Nonisothermal Crystallization Kinetics of Biodegradable Poly(butylene succinate)- b-Poly(diethylene glycol succinate) Multiblock Copolymers by the Avrami and the Mo’s Methods Exclusively
LI Shaolong, XU Yi, CHEN Nongtian, YANG Wenfeng
Aviation Engineering Institute, Civil Aviation Flight University of China, Guanghan 618307
Abstract: The polymer processing is usually operated under nonisothermal conditions, the study on nonisothermal crystallization behaviors of polymers have very importantly practical meaning for choosing suitable processing method, equipment, temperature and time to prepare polymer materials with excellent comprehensive or desired properties.
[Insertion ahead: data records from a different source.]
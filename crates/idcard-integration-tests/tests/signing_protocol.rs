//! # Card Signing Protocol
//!
//! Snapshot construction, multi-party signing, and the transport encodings,
//! exercised together across the core, crypto, and model crates.

mod common;

use idcard_core::{CardContent, CardError, IdentityType, SignerId, Timestamp};
use idcard_crypto::{Crypto, Ed25519Crypto};
use idcard_model::{
    CreateCardRequest, CustomFields, RequestSigner, SignatureVerifier, SignedModel,
};

fn created_at() -> Timestamp {
    Timestamp::from_epoch_secs(1_700_000_000).unwrap()
}

#[test]
fn authority_signed_model_survives_base64_transport() {
    common::init_tracing();
    let crypto = Ed25519Crypto;
    let app_key = common::app_key();
    let app = SignerId::new(common::APP_ID).unwrap();

    let mut model = SignedModel::generate(b"PK1", "alice@example.com", created_at(), None).unwrap();
    RequestSigner::new(&crypto).authority_sign(&mut model, &app, &app_key).unwrap();

    let decoded = SignedModel::from_string(&model.to_string()).unwrap();
    assert_eq!(decoded.content_snapshot(), model.content_snapshot());
    assert!(decoded.signatures().is_empty());

    // The signature made before transport still verifies over the decoded snapshot.
    let sig = &model.signatures()[0];
    assert!(crypto
        .verify(decoded.content_snapshot(), &sig.signature_bytes, &app_key.public_key())
        .unwrap());
}

#[test]
fn full_envelope_keeps_signatures_and_verifies() {
    common::init_tracing();
    let crypto = Ed25519Crypto;
    let owner = common::owner_key(1);
    let pk = crypto.export_public_key(&crypto.extract_public_key(&owner));
    let signer = RequestSigner::new(&crypto);

    let mut model = SignedModel::generate(&pk, "alice@example.com", created_at(), None).unwrap();
    signer.self_sign(&mut model, &owner).unwrap();
    signer
        .authority_sign(&mut model, &SignerId::new(common::APP_ID).unwrap(), &common::app_key())
        .unwrap();

    let back = SignedModel::from_envelope(&model.to_envelope().unwrap()).unwrap();
    assert_eq!(back, model);
    SignatureVerifier::new(&crypto)
        .with_signer(
            SignerId::new(common::APP_ID).unwrap(),
            common::app_key().public_key().to_bytes(),
        )
        .require_self_signature()
        .verify_all(&back)
        .unwrap();
}

#[test]
fn resigning_same_snapshot_is_duplicate() {
    let crypto = Ed25519Crypto;
    let app = SignerId::new(common::APP_ID).unwrap();
    let mut request = CreateCardRequest::builder("alice", IdentityType::application(), b"PK1")
        .created_at(created_at())
        .build()
        .unwrap();
    let signer = RequestSigner::new(&crypto);
    signer.authority_sign(&mut request, &app, &common::app_key()).unwrap();

    let err = signer
        .authority_sign(&mut request, &app, &common::app_key())
        .unwrap_err();
    assert!(matches!(err, CardError::DuplicateSignature { ref signer_id } if signer_id == "app1"));
    assert_eq!(request.signed_model().signatures().len(), 1);
}

#[test]
fn snapshot_is_independent_of_request_metadata() {
    let mut fields = CustomFields::new();
    fields.insert("note".into(), "x".into());
    let with_meta = CreateCardRequest::builder("bob", IdentityType::email(), b"PK2")
        .custom_field("note", "x")
        .created_at(created_at())
        .build()
        .unwrap();
    let snapshot = CardContent::generate(b"PK2", "bob", created_at(), None).unwrap();
    assert_eq!(with_meta.signed_model().content_snapshot(), snapshot.as_bytes());
    assert_eq!(with_meta.custom_fields(), &fields);
}

#[test]
fn rotation_links_previous_card() {
    let first = SignedModel::generate(b"PK1", "carol", created_at(), None).unwrap();
    let second = SignedModel::generate(b"PK9", "carol", created_at(), Some(first.card_id())).unwrap();
    assert_eq!(second.content().unwrap().previous_card_id(), Some(&first.card_id()));
    assert_ne!(second.card_id(), first.card_id());
}

#[test]
fn json_form_is_the_canonical_text() {
    let created_at = Timestamp::from_epoch_secs(1000).unwrap();
    let model = SignedModel::generate(b"PK1", "alice@example.com", created_at, None).unwrap();
    assert_eq!(
        model.to_json().unwrap(),
        r#"{"created_at":1000,"identity":"alice@example.com","public_key":"UEsx","version":"5.0"}"#
    );
}
/// Free-form string metadata attached to a card request.
pub type CustomFields = BTreeMap<String, String>;

// ---------------------------------------------------------------------------
// Validation token
// ---------------------------------------------------------------------------

/// Proof that a global identity was confirmed. Redacted from `Debug`.
#[derive(Clone, PartialEq, Eq)]
pub struct ValidationToken(String);

impl ValidationToken {
    /// Wrap a token string. Empty or whitespace-only tokens are rejected.
    pub fn new(token: impl Into<String>) -> Result<Self, CardError> {
        let token = token.into();
        if token.trim().is_empty() {
            return Err(CardError::invalid_argument("identity validation token is empty"));
        }
        Ok(Self(token))
    }

    /// The token text, for handing to a transport.
    pub fn expose(&self) -> &str {
        &self.0
    }
}

impl std::fmt::Debug for ValidationToken {
    fn fmt(&self, f: &mut std::fmt::Formatter<'_>) -> std::fmt::Result {
        f.write_str("ValidationToken(<redacted>)")
    }
}

// ---------------------------------------------------------------------------
// Wire body
// ---------------------------------------------------------------------------

/// Transport body of a card creation request.
#[derive(Debug, Clone, PartialEq, Eq, Serialize, Deserialize)]
#[serde(deny_unknown_fields)]
pub struct RequestBody {
    /// Base64 of the signed snapshot.
    #[serde(with = "base64_bytes")]
    pub content_snapshot: Vec<u8>,
    /// Unsigned metadata and the ordered signatures.
    pub meta: RequestMeta,
    /// Present on global requests only.
    #[serde(default, skip_serializing_if = "Option::is_none")]
    pub validation: Option<RequestValidation>,
}

/// The `meta` object of a [`RequestBody`].
#[derive(Debug, Clone, PartialEq, Eq, Serialize, Deserialize)]
#[serde(deny_unknown_fields)]
pub struct RequestMeta {
    pub identity_type: IdentityType,
    #[serde(default, skip_serializing_if = "BTreeMap::is_empty")]
    pub data: CustomFields,
    #[serde(default)]
    pub signs: Vec<Signature>,
}

/// The `validation` object of a global [`RequestBody`].
#[derive(Debug, Clone, PartialEq, Eq, Serialize, Deserialize)]
#[serde(deny_unknown_fields)]
pub struct RequestValidation {
    pub token: String,
}

// ---------------------------------------------------------------------------
// CreateCardRequest
// ---------------------------------------------------------------------------

/// A request to register a card within an application's scope.
#[derive(Debug, Clone, PartialEq, Eq)]
pub struct CreateCardRequest {
    model: SignedModel,
    identity_type: IdentityType,
    custom_fields: CustomFields,
}

impl CreateCardRequest {
    /// Build a request over fresh content stamped with the current time.
    ///
    /// # Errors
    ///
    /// `CardError::InvalidArgument` on an empty identity or public key.
    pub fn new(
        identity: &str,
        identity_type: IdentityType,
        public_key: &[u8],
        custom_fields: CustomFields,
    ) -> Result<Self, CardError> {
        let mut builder = Self::builder(identity, identity_type, public_key);
        builder.custom_fields = custom_fields;
        builder.build()
    }

    /// Start a builder for full control over timestamps and rotation links.
    pub fn builder(
        identity: &str,
        identity_type: IdentityType,
        public_key: &[u8],
    ) -> CreateCardRequestBuilder {
        CreateCardRequestBuilder {
            identity: identity.to_string(),
            identity_type,
            public_key: public_key.to_vec(),
            custom_fields: CustomFields::new(),
            created_at: None,
            previous_card_id: None,
        }
    }

    /// Rebuild a request around an existing signed model, keeping its
    /// snapshot and signatures. Used to republish a card.
    ///
    /// # Errors
    ///
    /// `CardError::Decoding` if the snapshot is not card content.
    pub fn from_signed_model(
        model: SignedModel,
        identity_type: IdentityType,
        custom_fields: CustomFields,
    ) -> Result<Self, CardError> {
        model.content()?;
        Ok(Self {
            model,
            identity_type,
            custom_fields,
        })
    }

    /// Parse a transport body. Signatures are re-added in order.
    ///
    /// A body carrying a `validation` object is rejected; use
    /// [`CreateGlobalCardRequest::from_request_body`].
    pub fn from_request_body(body: RequestBody) -> Result<Self, CardError> {
        if body.validation.is_some() {
            return Err(CardError::Decoding(
                "application-scope request carries a validation token".to_string(),
            ));
        }
        let mut model = SignedModel::new(body.content_snapshot);
        for signature in body.meta.signs {
            model.add_signature(signature)?;
        }
        Self::from_signed_model(model, body.meta.identity_type, body.meta.data)
    }

    /// The decoded snapshot.
    pub fn content(&self) -> Result<CardContent, CardError> {
        self.model.content()
    }

    /// The signed model being built.
    pub fn signed_model(&self) -> &SignedModel {
        &self.model
    }

    /// Identity type metadata.
    pub fn identity_type(&self) -> &IdentityType {
        &self.identity_type
    }

    /// Custom field metadata.
    pub fn custom_fields(&self) -> &CustomFields {
        &self.custom_fields
    }

    /// The content address the service will assign.
    pub fn card_id(&self) -> CardId {
        self.model.card_id()
    }

    /// Release the signed model.
    pub fn into_signed_model(self) -> SignedModel {
        self.model
    }

    /// The transport body.
    pub fn request_body(&self) -> RequestBody {
        RequestBody {
            content_snapshot: self.model.content_snapshot().to_vec(),
            meta: RequestMeta {
                identity_type: self.identity_type.clone(),
                data: self.custom_fields.clone(),
                signs: self.model.signatures().to_vec(),
            },
            validation: None,
        }
    }
}

impl SignableRequest for CreateCardRequest {
    fn signed_model(&self) -> &SignedModel {
        &self.model
    }

    fn signed_model_mut(&mut self) -> &mut SignedModel {
        &mut self.model
    }
}

/// Builder for [`CreateCardRequest`] and [`CreateGlobalCardRequest`].
#[derive(Debug, Clone)]
pub struct CreateCardRequestBuilder {
    identity: String,
    identity_type: IdentityType,
    public_key: Vec<u8>,
    custom_fields: CustomFields,
    created_at: Option<Timestamp>,
    previous_card_id: Option<CardId>,
}

impl CreateCardRequestBuilder {
    /// Add one custom field. A repeated key keeps the last value.
    pub fn custom_field(mut self, key: impl Into<String>, value: impl Into<String>) -> Self {
        self.custom_fields.insert(key.into(), value.into());
        self
    }

    /// Fix the creation time instead of using the current clock.
    pub fn created_at(mut self, created_at: Timestamp) -> Self {
        self.created_at = Some(created_at);
        self
    }

    /// Link the new card to the card it replaces.
    pub fn previous_card_id(mut self, previous: CardId) -> Self {
        self.previous_card_id = Some(previous);
        self
    }

    /// Finish an application-scope request.
    pub fn build(self) -> Result<CreateCardRequest, CardError> {
        let model = SignedModel::generate(
            &self.public_key,
            &self.identity,
            self.created_at.unwrap_or_else(Timestamp::now),
            self.previous_card_id,
        )?;
        Ok(CreateCardRequest {
            model,
            identity_type: self.identity_type,
            custom_fields: self.custom_fields,
        })
    }

    /// Finish a global request. The token is checked before content is built.
    pub fn build_global(self, identity_token: &str) -> Result<CreateGlobalCardRequest, CardError> {
        let token = ValidationToken::new(identity_token)?;
        Ok(CreateGlobalCardRequest {
            request: self.build()?,
            validation_token: token,
        })
    }
}

// ---------------------------------------------------------------------------
// CreateGlobalCardRequest
// ---------------------------------------------------------------------------

/// A request to register a card for a confirmed global identity.
#[derive(Debug, Clone, PartialEq, Eq)]
pub struct CreateGlobalCardRequest {
    request: CreateCardRequest,
    validation_token: ValidationToken,
}
//! # Resolved Cards
//!
//! A [`Card`] is a [`CardRecord`] bound to the [`Context`] it was resolved
//! through. It offers the operations that use the card's public key
//! (encrypting to the holder, verifying the holder's signatures) and the
//! publishing flows that turn a local card into an issued one.
//!
//! The public key handle is imported through the crypto capability on every
//! use; nothing is cached.

use idcard_core::{CardError, CardId, IdentityType};
use idcard_crypto::Crypto;
use idcard_model::{
    CreateCardRequest, CreateGlobalCardRequest, CustomFields, RequestSigner, ValidationToken,
};

use crate::context::Context;
use crate::error::ClientError;
use crate::record::CardRecord;
use crate::service::CardService;
use crate::verification::{IdentityVerificationAttempt, VerificationOptions};

/// A resolved card bound to its context.
pub struct Card<'ctx, C: Crypto, S: CardService> {
    context: &'ctx Context<C, S>,
    record: CardRecord,
}

impl<'ctx, C: Crypto, S: CardService> Card<'ctx, C, S> {
    pub(crate) fn new(context: &'ctx Context<C, S>, record: CardRecord) -> Self {
        Self { context, record }
    }

    pub fn id(&self) -> &CardId {
        self.record.id()
    }

    pub fn identity(&self) -> &str {
        self.record.identity()
    }

    pub fn identity_type(&self) -> &IdentityType {
        self.record.identity_type()
    }

    pub fn custom_fields(&self) -> &CustomFields {
        self.record.custom_fields()
    }

    pub fn record(&self) -> &CardRecord {
        &self.record
    }

    /// Import the card's public key.
    pub fn public_key(&self) -> Result<C::PublicKey, ClientError> {
        Ok(self.context.crypto().import_public_key(self.record.public_key())?)
    }

    /// Encrypt `data` for the card holder.
    ///
    /// # Errors
    ///
    /// `CardError::InvalidArgument` if `data` is empty.
    pub fn encrypt(&self, data: &[u8]) -> Result<Vec<u8>, ClientError> {
        if data.is_empty() {
            return Err(CardError::invalid_argument("data to encrypt is empty").into());
        }
        let key = self.public_key()?;
        Ok(self.context.crypto().encrypt(data, &key)?)
    }

    /// Check that `signature` over `data` was made by the card holder.
    ///
    /// A signature that does not match is `Ok(false)`, not an error.
    pub fn verify(&self, data: &[u8], signature: &[u8]) -> Result<bool, ClientError> {
        if data.is_empty() {
            return Err(CardError::invalid_argument("data to verify is empty").into());
        }
        if signature.is_empty() {
            return Err(CardError::invalid_argument("signature is empty").into());
        }
        let key = self.public_key()?;
        Ok(self.context.crypto().verify(data, signature, &key)?)
    }

    /// Start verification of this card's identity.
    ///
    /// `time_to_live` is in seconds, at most one year; `count_to_live` is at
    /// most 100. Both are checked before the service is called.
    pub fn check_identity(
        &self,
        time_to_live: u64,
        count_to_live: u32,
    ) -> Result<IdentityVerificationAttempt, ClientError> {
        let options = VerificationOptions::new(time_to_live, count_to_live)?;
        self.check_identity_with(options)
    }

    /// [`Card::check_identity`] with pre-validated options.
    pub fn check_identity_with(
        &self,
        options: VerificationOptions,
    ) -> Result<IdentityVerificationAttempt, ClientError> {
        let action_id = self.context.client().verify_identity(
            self.identity(),
            self.identity_type(),
            self.custom_fields(),
        )?;
        tracing::info!(card_id = %self.id(), action_id = %action_id, "identity verification started");
        Ok(IdentityVerificationAttempt {
            action_id,
            time_to_live: options.time_to_live(),
            count_to_live: options.count_to_live(),
            identity: self.identity().to_string(),
            identity_type: self.identity_type().clone(),
        })
    }

    /// Publish within the application's scope.
    ///
    /// The card's current snapshot and signatures are signed by the
    /// application credentials, submitted, and the record is replaced by the
    /// service's response. A card that already carries this application's
    /// signature is submitted without re-signing.
    pub fn publish(&mut self) -> Result<(), ClientError> {
        let context = self.context;
        let credentials = context.credentials()?;
        let crypto = context.crypto();

        let mut request = self.rebuild_request()?;
        let app_key = credentials.get_app_key(crypto)?;
        let signed =
            RequestSigner::new(crypto).authority_sign(&mut request, credentials.app_id(), &app_key);
        match signed {
            Ok(()) => {}
            Err(e) if e.is_duplicate_signature() => {
                tracing::debug!(card_id = %self.id(), "application signature already present");
            }
            Err(e) => return Err(e.into()),
        }

        let record = context.client().create_card_from_request(request)?;
        tracing::info!(card_id = %record.id(), app_id = %credentials.app_id(), "card published");
        self.record = record;
        Ok(())
    }

    /// Publish into global scope with an identity validation token.
    ///
    /// # Errors
    ///
    /// `CardError::InvalidArgument` on an empty token, before the service is
    /// contacted.
    pub fn publish_global(&mut self, identity_token: &str) -> Result<(), ClientError> {
        let token = ValidationToken::new(identity_token)?;
        self.publish_global_with(token)
    }

    /// [`Card::publish_global`] with a token from
    /// [`IdentityVerificationAttempt::confirm`].
    pub fn publish_global_with(&mut self, token: ValidationToken) -> Result<(), ClientError> {
        let request = CreateGlobalCardRequest::from_request(self.rebuild_request()?, token);
        let record = self.context.client().create_global_card_from_request(request)?;
        tracing::info!(card_id = %record.id(), scope = %record.scope(), "card published globally");
        self.record = record;
        Ok(())
    }

    /// Base64 export of the full record. [`Context::import_card`] reverses it.
    pub fn export(&self) -> Result<String, ClientError> {
        Ok(self.record.export()?)
    }

    fn rebuild_request(&self) -> Result<CreateCardRequest, CardError> {
        CreateCardRequest::from_signed_model(
            self.record.signed_model().clone(),
            self.record.identity_type().clone(),
            self.record.custom_fields().clone(),
        )
    }
}

impl<C: Crypto, S: CardService> std::fmt::Debug for Card<'_, C, S> {
    fn fmt(&self, f: &mut std::fmt::Formatter<'_>) -> std::fmt::Result {
        f.debug_struct("Card").field("record", &self.record).finish()
    }
}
We investigated the isothermal crystallization kinetics of biodegradable poly(butylene succinate)-b-poly(diethylene glycol succinate) multiblock copolymers by the Avrami and the Mo’s method. The results showed that Avrami and the Mo’s methods can be used to describe the nonisothermal crystallization behaviors of the four samples. The crystallization mechanism almost kept unchanged while the crystallization rate decreased with an increase of PDGS content. The results also demonstrated that the decrease of crystallization rates was attributed to the dilute effect of PDGS with an increase of PDGS content in PBS-b-PDGS copolyesters. The study on the nonisothermal crystallization kinetics of PBS-b-PDGS provide theory basis for the actual processing molding.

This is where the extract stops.